Gardeners who have created a successful and flourishing blueberry patch often want to increase their yield by propagating more blueberry bushes. A common way of propagating blueberries is to make cuttings of blueberry plants and root the cuttings to create new blueberry bushes. With careful timing and attention to detail, you can succeed in taking your cuttings. Once you make the cuttings, the next step is either to store the cuttings until planting time or to plant them immediately (depending upon the outside temperatures).
Examine the blueberry plants in the very early spring before the shrubs begin to bud to find viable shoots for cutting. For best rooting results, look for shoots with only leaf buds.
Use the pruning shears to make basal cuts (cuts just above the base of the crown) on shoots that are between 1 and 3 feet long. Remove the entire shoot from the blueberry bush (you will cut it up into smaller pieces for rooting).

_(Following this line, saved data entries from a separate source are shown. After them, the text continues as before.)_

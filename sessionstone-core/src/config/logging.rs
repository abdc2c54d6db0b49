//! Logging configuration

use anyhow::{bail, Result};
use serde::{Deserialize, Serialize};
use std::env;

#[derive(Debug, Clone, PartialEq, Serialize, Deserialize)]
#[serde(default)]
pub struct LoggingConfig {
    /// Env: RS_LOG_LEVEL
    pub level: String,
}

impl Default for LoggingConfig {
    fn default() -> Self {
        Self { level: "info".to_string() }
    }
}

impl LoggingConfig {
    pub fn merge(&mut self, other: Self) {
        *self = other;
    }

    pub fn apply_env_vars(&mut self) {
        if let Ok(level) = env::var("RS_LOG_LEVEL") {
            self.level = level.to_lowercase();
        }
    }

    pub fn validate(&self) -> Result<()> {
        if self.level.parse::<log::LevelFilter>().is_err() {
            bail!("Invalid log level '{}'", self.level);
        }
        Ok(())
    }

    pub fn level_filter(&self) -> log::LevelFilter {
        self.level.parse().unwrap_or(log::LevelFilter::Info)
    }
}
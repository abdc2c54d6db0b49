//! Flash values: written on one request, read once on a later one
//!
//! Entries live in their own namespace inside the session payload. Reading
//! an entry removes it from the in-memory session, and the ordinary change
//! detection persists the removal at the end of the request.

use super::value::Value;
use std::collections::BTreeMap;

/// Read-once view over a session's flash namespace
#[derive(Debug)]
pub struct Flash<'a> {
    entries: &'a mut BTreeMap<String, Value>,
}

impl<'a> Flash<'a> {
    pub(crate) fn new(entries: &'a mut BTreeMap<String, Value>) -> Self {
        Self { entries }
    }

    pub fn set(&mut self, key: impl Into<String>, value: impl Into<Value>) {
        self.entries.insert(key.into(), value.into());
    }

    /// Take a value; later reads return `None`
    pub fn get(&mut self, key: &str) -> Option<Value> {
        self.entries.remove(key)
    }

    /// Look at a value without consuming it
    pub fn peek(&self, key: &str) -> Option<&Value> {
        self.entries.get(key)
    }

    pub fn has(&self, key: &str) -> bool {
        self.entries.contains_key(key)
    }

    /// Take every value at once
    pub fn take_all(&mut self) -> BTreeMap<String, Value> {
        std::mem::take(&mut *self.entries)
    }

    pub fn clear(&mut self) {
        self.entries.clear();
    }

    pub fn len(&self) -> usize {
        self.entries.len()
    }

    pub fn is_empty(&self) -> bool {
        self.entries.is_empty()
    }
}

Divide the shoot(s) cut in step two into smaller pieces between 4 and 6 inches long. Remove any flower or fruit buds by slicing them off with the knife. It is important not to leave the flower or fruit buds on the shoots because this will divert plant energy away from root production.
Remove the bark at the bottom of the cuttings in 1-inch-long sections on opposite sides of the shoot with the sharp knife. This will encourage rooting.